Minnesota lawmaker Rep. Patti Fritz is well aware of this political reality, and seems unwilling to take up the issue at all.

"When you bring up an emotional issue like that, it takes center stage
and steals everyone else’s air, and everything else has to take a back
seat," Fritz told the AP after the election.


  1. Bill says

    So, they are held hostage by 47% of people with a different world view. Now where have I heard that before? Just goes to show that politics doesn’t have a good side.

  2. KP says

    This just shows why Democrats are such a shaky ally for us. We also have to drag them kicking and screaming to do the right thing.

  3. Sam says

    So basically we are right back where we started. DFL was slow to take up the bill until 2010. Republicans take both chamber for the first time in 40 years and pass a marriage amendment, hoping it would turn out their bases (it did the opposite as the article stated). Now the DFL was put back in charge, they don’t want to take up the issue.

    My personal opinion, I say do what Washington state did and go the incremental approach. Go for civil unions now, get marriage later. It has worked in the past and it will work again.

    Either that or wait to see how the court case turns out.

  4. jomicur says

    Good gosh, wouldn’t it be just awful if constitutional equality for all citizens “takes a front seat” over less pressing issues?

  5. Francis says

    Well, KP, it’s really not specifically a Democrat/Republican issue. It’s a conservative vs liberal issue. It just so happens most conservatives are Republicans and most Republicans are conservative. But there are many social conservative Dems out there.

    Minnesota was the most down the wire vote of the four states that voted on equality a few weeks ago, and that wasn’t even a vote to enact marriage for gay/lesbian couples in the state. Minnesota is still too socially conservative for marriage equality to happen right now. This isn’t a New York or a Washington where legislators will stick their necks out to do the right thing, as disgusting as it is.

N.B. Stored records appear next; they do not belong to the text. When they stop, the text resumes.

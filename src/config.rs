use anyhow::{Context, Result};
use dotenvy::dotenv;
use std::env;
use std::str::FromStr;
use std::time::Duration;

fn env_string(key: &str, default: &str) -> String {
    env::var(key)
        .ok()
        .map(|value| value.trim().to_string())
        .filter(|value| !value.is_empty())
        .unwrap_or_else(|| default.to_string())
}

fn env_parse<T: FromStr>(key: &str, default: T) -> T {
    env::var(key)
        .ok()
        .and_then(|value| value.trim().parse::<T>().ok())
        .unwrap_or(default)
}

fn env_bool(key: &str, default: bool) -> bool {
    env::var(key)
        .map(|value| value == "1" || value.eq_ignore_ascii_case("true"))
        .unwrap_or(default)
}

#[derive(Debug, Clone)]
pub struct AggregatorConfig {
    pub database_url: String,
    pub db_pool_size: u32,
    pub telemetry_enabled: bool,
    pub ingestion: IngestionConfig,
    pub storage: StorageConfig,
}

#[derive(Debug, Clone)]
pub struct IngestionConfig {
    pub enabled: bool,
    pub generator_url: String,
    pub poll_interval_ms: u64,
    pub timeout_ms: u64,
    /// Reserved: the client never retries within a tick.
    pub max_retries: u32,
    pub startup_delay_ms: u64,
    pub readiness_check: bool,
}

impl IngestionConfig {
    pub fn poll_interval(&self) -> Duration {
        Duration::from_millis(self.poll_interval_ms)
    }

    pub fn timeout(&self) -> Duration {
        Duration::from_millis(self.timeout_ms)
    }

    pub fn startup_delay(&self) -> Duration {
        Duration::from_millis(self.startup_delay_ms)
    }
}

#[derive(Debug, Clone)]
pub struct StorageConfig {
    pub cache_ttl_ms: u64,
    pub batch_size: usize,
    pub flush_interval_ms: u64,
    pub max_retries: u32,
    pub queue_capacity: usize,
}

impl StorageConfig {
    pub fn cache_ttl(&self) -> Duration {
        Duration::from_millis(self.cache_ttl_ms)
    }

    pub fn flush_interval(&self) -> Duration {
        Duration::from_millis(self.flush_interval_ms)
    }
}

impl AggregatorConfig {
    pub fn from_env() -> Result<Self> {
        dotenv().ok();

        let database_url = env::var("DATABASE_URL")
            .ok()
            .map(|value| value.trim().to_string())
            .filter(|value| !value.is_empty())
            .context("DATABASE_URL is required")?;
        let db_pool_size = env_parse("DB_POOL_SIZE", 10u32);

        let telemetry_enabled = env_bool("TELEMETRY_ENABLED", true);

        let ingestion = IngestionConfig {
            enabled: env_bool("TELEMETRY_INGESTION_ENABLED", true),
            generator_url: env_string("TELEMETRY_GENERATOR_URL", "http://localhost:9001")
                .trim_end_matches('/')
                .to_string(),
            poll_interval_ms: env_parse("TELEMETRY_POLL_INTERVAL_MS", 1_000),
            timeout_ms: env_parse("TELEMETRY_TIMEOUT_MS", 5_000),
            max_retries: env_parse("TELEMETRY_MAX_RETRIES", 3u32),
            startup_delay_ms: env_parse("TELEMETRY_STARTUP_DELAY_MS", 2_000),
            readiness_check: env_bool("TELEMETRY_READINESS_CHECK", true),
        };

        let storage = StorageConfig {
            cache_ttl_ms: env_parse("TELEMETRY_CACHE_TTL_MS", 300_000),
            batch_size: env_parse("TELEMETRY_BATCH_SIZE", 100usize),
            flush_interval_ms: env_parse("TELEMETRY_FLUSH_INTERVAL_MS", 30_000),
            max_retries: env_parse("TELEMETRY_STORAGE_MAX_RETRIES", 3u32),
            queue_capacity: env_parse("TELEMETRY_QUEUE_CAPACITY", 100usize),
        };

        Ok(Self {
            database_url,
            db_pool_size,
            telemetry_enabled,
            ingestion,
            storage,
        })
    }
}
use crate::client::GeneratorClient;
use crate::service::TelemetryService;
use std::sync::Arc;
use std::time::Duration;
use tokio::task::JoinHandle;
use tokio_util::sync::CancellationToken;

/// Upper bound on the whole shutdown sequence, ingest stop through HTTP
/// drain.
const GLOBAL_SHUTDOWN_TIMEOUT: Duration = Duration::from_secs(10);

/// Ceiling for the service/store drain step.
const SERVICE_STOP_TIMEOUT: Duration = Duration::from_secs(5);

/// Orders teardown so that in-flight data is not lost while new ingress is
/// refused: stop the poller first, drain the store, then release the HTTP
/// surface. The repository pool is closed by the caller once the server
/// future has returned.
pub struct ShutdownController {
    client: Option<Arc<GeneratorClient>>,
    service: Arc<TelemetryService>,
    http_cancel: CancellationToken,
}

impl ShutdownController {
    pub fn new(
        client: Option<Arc<GeneratorClient>>,
        service: Arc<TelemetryService>,
        http_cancel: CancellationToken,
    ) -> Self {
        Self {
            client,
            service,
            http_cancel,
        }
    }

    /// Waits for a termination signal, then runs the ordered shutdown.
    pub fn spawn(self) -> JoinHandle<()> {
        tokio::spawn(async move {
            wait_for_signal().await;

            // Failsafe: the process must not outlive the global deadline
            // even if a drain step wedges.
            tokio::spawn(async {
                tokio::time::sleep(GLOBAL_SHUTDOWN_TIMEOUT).await;
                tracing::warn!("global shutdown deadline exceeded, exiting");
                std::process::exit(0);
            });

            self.run().await;
        })
    }

    async fn run(self) {
        tracing::info!(
            timeout_s = GLOBAL_SHUTDOWN_TIMEOUT.as_secs(),
            "shutdown signal received, starting graceful shutdown"
        );

        // Step 1: no new batches may arrive at the service during drain.
        if let Some(client) = &self.client {
            client.stop().await;
        }

        // Step 2: drain accepted work into the repository.
        let stopped = tokio::time::timeout(SERVICE_STOP_TIMEOUT, self.service.stop()).await;
        if stopped.is_err() {
            tracing::warn!(
                timeout_s = SERVICE_STOP_TIMEOUT.as_secs(),
                "telemetry service stop exceeded its deadline"
            );
        }

        // Step 3: release the HTTP surface; axum finishes in-flight
        // requests before the server future returns.
        self.http_cancel.cancel();
    }
}

async fn wait_for_signal() {
    let ctrl_c = async {
        if let Err(err) = tokio::signal::ctrl_c().await {
            tracing::error!(error = %err, "failed to listen for interrupt signal");
            std::future::pending::<()>().await;
        }
    };

    #[cfg(unix)]
    let terminate = async {
        match tokio::signal::unix::signal(tokio::signal::unix::SignalKind::terminate()) {
            Ok(mut signal) => {
                signal.recv().await;
            }
            Err(err) => {
                tracing::error!(error = %err, "failed to listen for terminate signal");
                std::future::pending::<()>().await;
            }
        }
    };

    #[cfg(not(unix))]
    let terminate = std::future::pending::<()>();

    tokio::select! {
        _ = ctrl_c => {}
        _ = terminate => {}
    }
}

#[cfg(test)]
mod tests {
    use super::*;
    use crate::test_support::{started_service, MemoryRepository};

    #[tokio::test]
    async fn run_stops_service_and_releases_http() {
        let (service, repo) = started_service(Arc::new(MemoryRepository::new())).await;
        service
            .ingest_one(crate::models::TelemetryRecord {
                switch_id: "sw-01".to_string(),
                timestamp: chrono::Utc::now(),
                bandwidth_mbps: 1.0,
                latency_ms: 1.0,
                packet_errors: 0,
                utilization_pct: 50.0,
                temperature_c: 40.0,
                created_at: None,
            })
            .unwrap();

        let http_cancel = CancellationToken::new();
        let controller = ShutdownController::new(None, service.clone(), http_cancel.clone());
        controller.run().await;

        assert!(http_cancel.is_cancelled());
        // Accepted records were drained into the repository before the HTTP
        // surface was released.
        assert_eq!(repo.record_count(), 1);
        assert!(service.ingest_one(crate::models::TelemetryRecord {
            switch_id: "sw-02".to_string(),
            timestamp: chrono::Utc::now(),
            bandwidth_mbps: 1.0,
            latency_ms: 1.0,
            packet_errors: 0,
            utilization_pct: 50.0,
            temperature_c: 40.0,
            created_at: None,
        })
        .is_err());
    }
}
use crate::config::{MaterialCue, MaterialVocabulary};

/// Normalization key: punctuation, spaces and hyphens stripped, uppercased.
/// "D.I.P." / "d i p" / "D-I-P" all become "DIP".
pub fn normalization_key(token: &str) -> String {
    token
        .chars()
        .filter(|c| !matches!(c, '.' | '-' | ',' | ';' | ':') && !c.is_whitespace())
        .flat_map(char::to_uppercase)
        .collect()
}

impl MaterialVocabulary {
    /// Map a material token to its canonical name. Tokens matching no
    /// alias pass through uppercased and unmapped.
    pub fn normalize(&self, token: &str) -> String {
        let key = normalization_key(token);
        for entry in &self.materials {
            if normalization_key(&entry.canonical) == key
                || entry.aliases.iter().any(|a| normalization_key(a) == key)
            {
                return entry.canonical.clone();
            }
        }
        token.trim().to_uppercase()
    }

    pub fn is_known(&self, material: &str) -> bool {
        self.materials.iter().any(|m| m.canonical == material)
    }

    /// Material implied by a secondary cue anywhere in the line
    pub fn cue_material(&self, line: &str) -> Option<&str> {
        let upper = line.to_uppercase();
        self.cues
            .iter()
            .find(|cue| cue_matches(cue, &upper))
            .map(|cue| cue.material.as_str())
    }

    /// Regex alternation over every canonical name and alias, longest first
    /// so "DUCTILE IRON PIPE" wins over "DUCTILE IRON".
    pub(crate) fn alias_alternation(&self) -> String {
        let mut names: Vec<&str> = self
            .materials
            .iter()
            .flat_map(|m| std::iter::once(m.canonical.as_str()).chain(m.aliases.iter().map(String::as_str)))
            .map(str::trim)
            .filter(|n| !n.is_empty())
            .collect();
        names.sort_by(|a, b| b.len().cmp(&a.len()).then(a.cmp(b)));
        names.dedup();

        names
            .into_iter()
            .map(alias_to_pattern)
            .collect::<Vec<_>>()
            .join("|")
    }
}

fn cue_matches(cue: &MaterialCue, upper_line: &str) -> bool {
    !cue.all_of.is_empty()
        && cue
            .all_of
            .iter()
            .all(|word| upper_line.contains(&word.to_uppercase()))
}

/// Words may be separated by any whitespace (or none); a trailing period is optional.
fn alias_to_pattern(alias: &str) -> String {
    let (body, optional_dot) = match alias.strip_suffix('.') {
        Some(body) => (body, true),
        None => (alias, false),
    };
    let mut pattern = body
        .split_whitespace()
        .map(regex::escape)
        .collect::<Vec<_>>()
        .join(r"\s*");
    if optional_dot {
        pattern.push_str(r"\.?");
    }
    pattern
}
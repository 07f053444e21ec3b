// All extraction logic is in takeoff-core
// This CLI acts as a thin wrapper around the core library

// CLI-specific modules
pub mod report;

// Re-export core types for convenience
pub use takeoff_core::*;

// Re-export CLI utilities
pub use report::{default_output_path, sha256_file, DocumentReport, PageReport};
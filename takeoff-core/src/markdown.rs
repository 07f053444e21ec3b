//! Deterministic parser for vision-agent markdown takeoffs
//!
//! ```text
//! # Page 1
//! ## Pipes
//! ### Sanitary Pipe 1
//! - Diameter: 8 inches
//! - Material: PVC
//! - Length: 806.01 LF
//! ## Structures
//! ### Manhole: MH-SS-1
//! - Rim Elevation: 745.0 ft
//! ## Earthwork
//! ### Site Grading
//! - Cut Volume: 1,234 cubic yards
//! ## Summary
//! - Total Pipes: 1
//! ```
//!
//! A section runs until the next `#` or `##` heading, so `###` item headers
//! never end it. Sections repeated under several `# Page N` headings are
//! concatenated in document order.

use crate::config::MaterialVocabulary;
use regex::Regex;
use serde::{Deserialize, Serialize};
use std::collections::BTreeSet;
use std::sync::LazyLock;

static LEADING_NUMBER: LazyLock<Regex> =
    LazyLock::new(|| Regex::new(r"^\s*(\d[\d,]*(?:\.\d+)?|\.\d+)").unwrap());
static PIPE_HEADER: LazyLock<Regex> = LazyLock::new(|| Regex::new(r"(?i)^(.*?)\s+Pipe\b").unwrap());
static STRUCTURE_HEADER: LazyLock<Regex> = LazyLock::new(|| Regex::new(r"^(.*?):\s*(.+)$").unwrap());
static PAGE_HEADING: LazyLock<Regex> =
    LazyLock::new(|| Regex::new(r"(?mi)^\s*#+\s+Page\s+(\d+)").unwrap());
static FIRM: LazyLock<Regex> = LazyLock::new(|| Regex::new(r"(?i)\*\*Firm\*\*:\s*([^\n]+)").unwrap());

#[derive(Debug, Clone, PartialEq, Serialize, Deserialize)]
pub struct VisionPipe {
    pub discipline: Option<String>,
    pub diameter_in: f64,
    pub material: String,
    #[serde(rename = "type")]
    pub pipe_type: String,
    pub length_ft: f64,
    pub depth_ft: f64,
    pub from: String,
    pub to: String,
    pub invert_in: Option<f64>,
    pub invert_out: Option<f64>,
    pub count: f64,
}

#[derive(Debug, Clone, PartialEq, Serialize, Deserialize)]
pub struct VisionStructure {
    pub id: String,
    #[serde(rename = "type")]
    pub structure_type: String,
    pub discipline: String,
    pub rim_elevation: Option<f64>,
    pub invert_in: Option<f64>,
    pub invert_out: Option<f64>,
    pub invert_elevation: Option<f64>,
    pub depth_ft: Option<f64>,
}

#[derive(Debug, Clone, PartialEq, Serialize, Deserialize)]
pub struct EarthworkItem {
    #[serde(rename = "type")]
    pub item_type: String,
    pub volume_cy: Option<f64>,
    pub depth_ft: Option<f64>,
    pub length_ft: Option<f64>,
    pub purpose: Option<String>,
    pub cut_cy: Option<f64>,
    pub fill_cy: Option<f64>,
}

#[derive(Debug, Clone, Default, PartialEq, Serialize, Deserialize)]
pub struct VisionMetadata {
    /// Distinct `# Page N` headings
    pub pages_processed: usize,
    pub total_pipes: u32,
    pub total_structures: u32,
    pub total_earthwork: u32,
    pub firm: Option<String>,
}

#[derive(Debug, Clone, Default, PartialEq, Serialize, Deserialize)]
pub struct VisionTakeoff {
    pub pipes: Vec<VisionPipe>,
    pub structures: Vec<VisionStructure>,
    pub earthwork: Vec<EarthworkItem>,
    pub metadata: VisionMetadata,
}

/// One `### header` block with its `- Key: value` lines
#[derive(Debug, Clone, Default)]
struct ItemBlock {
    header: String,
    fields: Vec<(String, String)>,
}

impl ItemBlock {
    /// First value whose key matches, keys compared case- and
    /// whitespace-insensitively
    fn field(&self, key: &str) -> Option<&str> {
        let wanted = field_key(key);
        self.fields
            .iter()
            .find(|(k, _)| *k == wanted)
            .map(|(_, v)| v.as_str())
            .filter(|v| !v.is_empty())
    }

    fn number(&self, key: &str) -> Option<f64> {
        self.field(key).and_then(leading_number)
    }
}

fn field_key(key: &str) -> String {
    key.split_whitespace()
        .collect::<Vec<_>>()
        .join(" ")
        .to_lowercase()
}

/// Leading number of a value, thousands separators allowed
fn leading_number(value: &str) -> Option<f64> {
    let caps = LEADING_NUMBER.captures(value)?;
    caps[1].replace(',', "").parse().ok()
}

/// `- Key: value` → (normalized key, trimmed value)
fn bullet_field(line: &str) -> Option<(String, String)> {
    let body = line.trim_start().strip_prefix('-')?;
    let (key, value) = body.split_once(':')?;
    Some((field_key(key), value.trim().to_string()))
}

/// Heading level of a line (`## Pipes` → 2), if it is a heading
fn heading_level(line: &str) -> Option<usize> {
    let trimmed = line.trim_start();
    let level = trimmed.chars().take_while(|&c| c == '#').count();
    let rest = &trimmed[level..];
    (level > 0 && (rest.is_empty() || rest.starts_with(char::is_whitespace))).then_some(level)
}

/// Body lines of every `## name` section, in document order
fn section_lines<'m>(markdown: &'m str, name: &str) -> Vec<&'m str> {
    let mut lines = Vec::new();
    let mut inside = false;

    for line in markdown.lines() {
        match heading_level(line) {
            Some(level) if level <= 2 => {
                let title = line.trim_start().trim_start_matches('#').trim();
                inside = level == 2 && title.eq_ignore_ascii_case(name);
            }
            _ if inside => lines.push(line),
            _ => {}
        }
    }

    lines
}

/// Split section lines into `###` blocks; lines before the first block are
/// ignored
fn item_blocks(lines: &[&str]) -> Vec<ItemBlock> {
    let mut blocks: Vec<ItemBlock> = Vec::new();

    for line in lines {
        if heading_level(line).is_some_and(|level| level >= 3) {
            blocks.push(ItemBlock {
                header: line.trim_start().trim_start_matches('#').trim().to_string(),
                fields: Vec::new(),
            });
        } else if let (Some(block), Some(field)) = (blocks.last_mut(), bullet_field(line)) {
            block.fields.push(field);
        }
    }

    blocks
}

pub struct MarkdownParser<'a> {
    vocabulary: &'a MaterialVocabulary,
}

impl<'a> MarkdownParser<'a> {
    pub fn new(vocabulary: &'a MaterialVocabulary) -> Self {
        Self { vocabulary }
    }

    pub fn parse(&self, markdown: &str) -> VisionTakeoff {
        let takeoff = VisionTakeoff {
            pipes: item_blocks(&section_lines(markdown, "Pipes"))
                .iter()
                .map(|block| self.parse_pipe(block))
                .collect(),
            structures: item_blocks(&section_lines(markdown, "Structures"))
                .iter()
                .map(parse_structure)
                .collect(),
            earthwork: item_blocks(&section_lines(markdown, "Earthwork"))
                .iter()
                .map(parse_earthwork)
                .collect(),
            metadata: parse_metadata(markdown),
        };

        tracing::info!(
            "📝 Parsed {} pipes, {} structures, {} earthwork items",
            takeoff.pipes.len(),
            takeoff.structures.len(),
            takeoff.earthwork.len()
        );
        takeoff
    }

    fn parse_pipe(&self, block: &ItemBlock) -> VisionPipe {
        let discipline = PIPE_HEADER
            .captures(&block.header)
            .map(|caps| caps[1].trim().to_lowercase())
            .filter(|d| !d.is_empty());

        VisionPipe {
            discipline,
            diameter_in: block.number("Diameter").unwrap_or(0.0),
            material: block
                .field("Material")
                .map(|m| self.material(m))
                .unwrap_or_else(|| "Unknown".to_string()),
            pipe_type: block.field("Type").unwrap_or("Pipe").to_string(),
            length_ft: block.number("Length").unwrap_or(0.0),
            depth_ft: block.number("Depth").unwrap_or(0.0),
            from: block.field("From").unwrap_or_default().to_string(),
            to: block.field("To").unwrap_or_default().to_string(),
            invert_in: block.number("Invert In"),
            invert_out: block.number("Invert Out"),
            count: block.number("Count").unwrap_or(1.0),
        }
    }

    /// Whole value first ("Ductile Iron"), then its first word ("PVC SDR-35")
    fn material(&self, value: &str) -> String {
        let whole = self.vocabulary.normalize(value);
        if self.vocabulary.is_known(&whole) {
            return whole;
        }
        match value.split_whitespace().next() {
            Some(first) => self.vocabulary.normalize(first),
            None => "Unknown".to_string(),
        }
    }
}

fn parse_structure(block: &ItemBlock) -> VisionStructure {
    let (header_type, header_id) = STRUCTURE_HEADER
        .captures(&block.header)
        .map(|caps| (caps[1].trim().to_string(), caps[2].trim().to_string()))
        .unwrap_or_default();

    VisionStructure {
        id: block.field("ID").map(str::to_string).unwrap_or(header_id),
        structure_type: block
            .field("Type")
            .map(str::to_string)
            .or_else(|| (!header_type.is_empty()).then_some(header_type))
            .unwrap_or_else(|| "Unknown".to_string()),
        discipline: block.field("Discipline").unwrap_or("Unknown").to_string(),
        rim_elevation: block.number("Rim Elevation"),
        invert_in: block.number("Invert In"),
        invert_out: block.number("Invert Out"),
        invert_elevation: block.number("Invert Elevation"),
        depth_ft: block.number("Depth"),
    }
}

fn parse_earthwork(block: &ItemBlock) -> EarthworkItem {
    EarthworkItem {
        item_type: block.field("Type").unwrap_or("Unknown").to_string(),
        volume_cy: block.number("Volume"),
        depth_ft: block.number("Depth"),
        length_ft: block.number("Length"),
        purpose: block.field("Purpose").map(str::to_string),
        cut_cy: block.number("Cut Volume"),
        fill_cy: block.number("Fill Volume"),
    }
}

fn parse_metadata(markdown: &str) -> VisionMetadata {
    let pages: BTreeSet<u32> = PAGE_HEADING
        .captures_iter(markdown)
        .filter_map(|caps| caps[1].parse().ok())
        .collect();

    let mut metadata = VisionMetadata {
        pages_processed: pages.len(),
        firm: FIRM.captures(markdown).map(|caps| caps[1].trim().to_string()),
        ..VisionMetadata::default()
    };

    // Totals are taken from the first bullet of each kind anywhere in the
    // document; "Total Earthwork Items" counts as earthwork.
    let mut seen = (false, false, false);
    for (key, value) in markdown.lines().filter_map(bullet_field) {
        let Some(total) = leading_number(&value).map(|n| n as u32) else {
            continue;
        };
        if key == "total pipes" && !seen.0 {
            metadata.total_pipes = total;
            seen.0 = true;
        } else if key == "total structures" && !seen.1 {
            metadata.total_structures = total;
            seen.1 = true;
        } else if key.starts_with("total earthwork") && !seen.2 {
            metadata.total_earthwork = total;
            seen.2 = true;
        }
    }

    metadata
}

    Patti Fritz’ comment is insulting. Human rights violations should always be first on the agenda of change. Her comment reeks of someone who is self-centered and privileged.

  6. says

    Now that the state constitution explicitly says that marriage is only between a man and a woman, couldn’t an “activist” judge strike the law that says only a man and a woman may marry if two men or woman get married and someone challenges the validity of the marriage?

  7. Jere says

    The problem with the incremental approach that the state of Washington took is that its time has passed. WA started their incremental process years ago before marriage equality had really taken root in the country and could be interpreted as a new and scary social experiment. Right now, marriage equality is the law of the land in 9 states and the District of Columbia. By almost all accounts, the Supreme Court will bring it to a tenth state sooner, rather than later. Any state that wants to go the civil union route will have to then justify why their citizens only merit civil unions while citizens in these other states enjoy full marriage rights.

  8. Rick says

    Honestly, not a big fan of the incremental approach. It sends the wrong message and is administratively laborious to do half-way measures (like civil unions) that will inevitably be replaced or amended later. Better to do the hard work now, laying a strong foundation for marriage equality by winning allies — legislators and regular citizen voters — through conversations one at a time.

    Obviously don’t bring this to a legislative vote until the votes are actually there (symbolic defeats don’t do us favors), but once we have a winning majority, then press for full marriage equality. No more of this ‘separate but equal’ civil union/partnership nonsense.

  9. Mike in the Tundra says

    @Garst – I’m certain that made sense in your head, but can you explain it for those us out here.